# WHAT YOU SHOULD DO
Print the line that contains "part of the" and every line that follows it in the data below, ending with the final line; include nothing else.
SUPPLIED RECORDS Start Marker
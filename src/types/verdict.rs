//! Verdict types

use chrono::{DateTime, Utc};
use serde::{Deserialize, Serialize};

/// The ensemble's risk assessment for one reading. Append-only: verdicts
/// are never mutated after persistence.
#[derive(Debug, Clone, Serialize, Deserialize)]
pub struct Verdict {
    pub id: u64,
    pub vehicle_id: u64,
    /// Pipeline-assigned timestamp (UTC)
    pub timestamp: DateTime<Utc>,
    /// Binary failure prediction (0 = nominal, 1 = failure expected)
    pub failure_prediction: u8,
    /// Confidence in the predicted class, [0, 1]
    pub failure_confidence: f64,
    /// Binary anomaly flag (0 = normal, 1 = anomalous)
    pub anomaly_flag: u8,
    /// Raw anomaly score; more negative = more anomalous
    pub anomaly_score: f64,
    /// Human-readable assessment from the decision policy
    pub message: String,
}
//! Decision policy
//!
//! Pure mapping from raw ensemble outputs to a human-readable verdict
//! message. First matching rule wins; no side effects, no clock, no I/O.
//!
//! The confidence gate is strict (`> 0.7`): a verdict at exactly 0.7 reads
//! "moderate" and, by the identical gate in the maintenance trigger, opens
//! no work item. The two thresholds are deliberately kept as separate
//! constants even though their values coincide.

/// Confidence above which a positive failure prediction is "high risk".
pub const HIGH_CONFIDENCE: f64 = 0.7;

pub const MSG_CRITICAL: &str = "critical: high failure risk with anomalous behavior.";
pub const MSG_HIGH_RISK: &str = "high failure risk.";
pub const MSG_MODERATE: &str = "moderate failure risk, monitoring recommended.";
pub const MSG_ANOMALY: &str = "anomalous readings, inspection recommended.";
pub const MSG_NORMAL: &str = "operating normally.";

/// Derive the verdict message from the ensemble outputs.
///
/// `anomaly_score` does not influence the message today; it is part of the
/// signature because the policy owns the full ensemble output tuple.
pub fn decide(
    failure_pred: u8,
    confidence: f64,
    anomaly_flag: u8,
    _anomaly_score: f64,
) -> &'static str {
    if failure_pred == 1 && confidence > HIGH_CONFIDENCE {
        if anomaly_flag == 1 {
            return MSG_CRITICAL;
        }
        return MSG_HIGH_RISK;
    }
    if failure_pred == 1 {
        return MSG_MODERATE;
    }
    if anomaly_flag == 1 {
        return MSG_ANOMALY;
    }
    MSG_NORMAL
}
SUPPLIED RECORDS End Marker
# WRITTEN ANSWER
/// `anomaly_score` does not influence the message today; it is part of the
/// signature because the policy owns the full ensemble output tuple.
pub fn decide(
    failure_pred: u8,
    confidence: f64,
    anomaly_flag: u8,
    _anomaly_score: f64,
) -> &'static str {
    if failure_pred == 1 && confidence > HIGH_CONFIDENCE {
        if anomaly_flag == 1 {
            return MSG_CRITICAL;
        }
        return MSG_HIGH_RISK;
    }
    if failure_pred == 1 {
        return MSG_MODERATE;
    }
    if anomaly_flag == 1 {
        return MSG_ANOMALY;
    }
    MSG_NORMAL
}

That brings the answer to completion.